Second Foam, and Hand Wash:


























Then Rinsed and Dried...


























Exhausts Cleaned w/ Meg's APC and Melody Brush:


















Then rinsed and polished with Never Dull...

Before...


















After...


































Then on with the engine... (totally out of order, I know!)

Before...










































After...










































And Pneu on the tyres:










Ok... back into the garage for inspection under the Sun Gun:


































The Products:










Then 50/50 on the boot lid: (sorry for the poor shot)

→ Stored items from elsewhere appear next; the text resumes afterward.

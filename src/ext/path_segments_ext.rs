pub const SEPARATOR: char = '/';
pub const ROOT_PATH: &str = "/";

const CURRENT_DIR: &str = ".";
const PARENT_DIR: &str = "..";

/// A meaningful component of a slash-delimited path.
#[derive(Debug, Clone, Copy, PartialEq, Eq)]
pub enum Segment<'a> {
    Parent,
    Name(&'a str),
}

/// Splitting helpers for slash-delimited namespace paths.
///
/// Empty segments (doubled or trailing separators) and `.` carry no
/// movement and are never yielded.
pub trait PathSegmentsExt {
    fn is_absolute_path(&self) -> bool;

    fn path_segments(&self) -> impl Iterator<Item = Segment<'_>>;

    /// Splits off the last segment as a leaf name.
    /// The prefix is `"/"` for `"/leaf"` and empty for a bare `"leaf"`.
    fn split_leaf(&self) -> (&str, &str);
}

impl PathSegmentsExt for str {
    fn is_absolute_path(&self) -> bool {
        self.starts_with(SEPARATOR)
    }

    fn path_segments(&self) -> impl Iterator<Item = Segment<'_>> {
        self.split(SEPARATOR)
            .filter(|segment| !segment.is_empty() && *segment != CURRENT_DIR)
            .map(|segment| match segment {
                PARENT_DIR => Segment::Parent,
                name => Segment::Name(name),
            })
    }

    fn split_leaf(&self) -> (&str, &str) {
        match self.rfind(SEPARATOR) {
            Some(0) => (ROOT_PATH, &self[1..]),
            Some(pos) => (&self[..pos], &self[pos + 1..]),
            None => ("", self),
        }
    }
}
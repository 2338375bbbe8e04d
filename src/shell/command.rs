/// One parsed input line.
#[derive(Debug, Clone, PartialEq, Eq)]
pub enum Command<'a> {
    MakeDirectory { name: &'a str },
    MakeFile { path: &'a str },
    Write { path: &'a str, content: &'a str },
    Read { path: &'a str },
    List { path: &'a str },
    ChangeDirectory { path: &'a str },
    PrintWorkingDirectory,
    Help,
    Exit,
    Empty,
    Unknown { verb: &'a str },
}

pub const HELP: &str = "\
Commands:
  mkdir <name>            create a directory in the current directory
  mkfile <path>           create an empty file
  write <path> <content>  replace a file's content with the rest of the line
  read <path>             print a file's content
  ls [path]               list a directory
  cd [path]               change the current directory
  pwd                     print the current directory
  help                    show this summary
  exit                    leave the shell";

/// Splits off the first whitespace-delimited token, skipping leading whitespace.
fn next_token(input: &str) -> (&str, &str) {
    let input = input.trim_start();
    match input.find(char::is_whitespace) {
        Some(end) => (&input[..end], &input[end..]),
        None => (input, ""),
    }
}

impl<'a> From<&'a str> for Command<'a> {
    /// Verb and first argument are whitespace-delimited tokens. For `write`
    /// the content is the remainder of the line minus one separating space.
    /// Arguments beyond what a verb takes are ignored.
    fn from(line: &'a str) -> Self {
        let line = line.trim_end_matches(['\r', '\n']);
        let (verb, rest) = next_token(line);
        let (argument, rest) = next_token(rest);

        match verb {
            "" => Command::Empty,
            "mkdir" => Command::MakeDirectory { name: argument },
            "mkfile" => Command::MakeFile { path: argument },
            "write" => Command::Write {
                path: argument,
                content: rest.strip_prefix(' ').unwrap_or(rest),
            },
            "read" => Command::Read { path: argument },
            "ls" => Command::List { path: argument },
            "cd" => Command::ChangeDirectory { path: argument },
            "pwd" => Command::PrintWorkingDirectory,
            "help" => Command::Help,
            "exit" => Command::Exit,
            verb => Command::Unknown { verb },
        }
    }
}

#[cfg(test)]
mod tests {
    use super::*;
    use rstest::*;

    #[rstest]
    #[case("mkdir docs", Command::MakeDirectory { name: "docs" })]
    #[case("mkfile a/b.txt", Command::MakeFile { path: "a/b.txt" })]
    #[case("read /a/b.txt", Command::Read { path: "/a/b.txt" })]
    #[case("ls", Command::List { path: "" })]
    #[case("ls ..", Command::List { path: ".." })]
    #[case("cd /", Command::ChangeDirectory { path: "/" })]
    #[case("pwd", Command::PrintWorkingDirectory)]
    #[case("help", Command::Help)]
    #[case("exit", Command::Exit)]
    #[case("", Command::Empty)]
    #[case("   \t ", Command::Empty)]
    #[case("rm -rf", Command::Unknown { verb: "rm" })]
    #[case("MKDIR docs", Command::Unknown { verb: "MKDIR" })]
    #[case("  cd   docs  ", Command::ChangeDirectory { path: "docs" })]
    #[case("mkdir a b", Command::MakeDirectory { name: "a" })]
    #[case("pwd\r\n", Command::PrintWorkingDirectory)]
    fn test_parse(#[case] line: &str, #[case] expected: Command<'static>) {
        assert_eq!(Command::from(line), expected);
    }

    #[rstest]
    #[case("write f hello", "hello")]
    #[case("write f hello world", "hello world")]
    #[case("write f  two spaces", " two spaces")]
    #[case("write f trailing  ", "trailing  ")]
    #[case("write f a/b/c", "a/b/c")]
    #[case("write f", "")]
    #[case("write f ", "")]
    fn test_write_keeps_rest_of_line(#[case] line: &str, #[case] content: &str) {
        assert_eq!(
            Command::from(line),
            Command::Write { path: "f", content }
        );
    }
}
use std::time::Duration;

use ratatui::{
    Frame,
    layout::{Alignment, Rect},
    text::Line,
    widgets::{Block, BorderType, Borders},
};

use crate::gauge::RoundedGauge;
use crate::theme::Theme;

fn format_duration(d: Duration) -> String {
    let secs = d.as_secs();
    format!("{}:{:02}", secs / 60, secs % 60)
}

fn ratio(elapsed: Duration, total: Duration) -> f64 {
    if total.is_zero() {
        0.0
    } else {
        (elapsed.as_secs_f64() / total.as_secs_f64()).min(1.0)
    }
}

/// Narration progress for the current scene; empty when nothing is speaking.
pub fn draw_narration_progress(
    frame: &mut Frame,
    area: Rect,
    progress: Option<(Duration, Duration)>,
    theme: &Theme,
) {
    let (ratio, label) = match progress {
        Some((elapsed, total)) => (
            ratio(elapsed, total),
            format!(" {} / {} ", format_duration(elapsed), format_duration(total)),
        ),
        None => (0.0, String::new()),
    };

    let block = Block::default()
        .borders(Borders::ALL)
        .border_type(BorderType::Rounded)
        .title(" Narration ")
        .title(Line::from(label).alignment(Alignment::Right));

    let gauge = RoundedGauge::new(ratio, String::new(), theme.accent)
        .dimmed_color(theme.dimmed)
        .block(block);
    frame.render_widget(gauge, area);
}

Continued correction after repositioning the car, and finally finished up:


















Plate bracket before...










After...










Finally onto the wax...


















And some reflection shots...


























Final Delivery (best mate looking his car over, and sorry again for the poor quality)










Thanks so much for looking! :thumb:

~Scott


----------



## SubtleAggressiv (Jul 17, 2010)

Really enjoyed the write up, its funny how the car didnt really look that dirty before, but after the wash procedure was carried out and the car then dried :doublesho huge difference! It actually started to look shiny in the sunlight compared to before.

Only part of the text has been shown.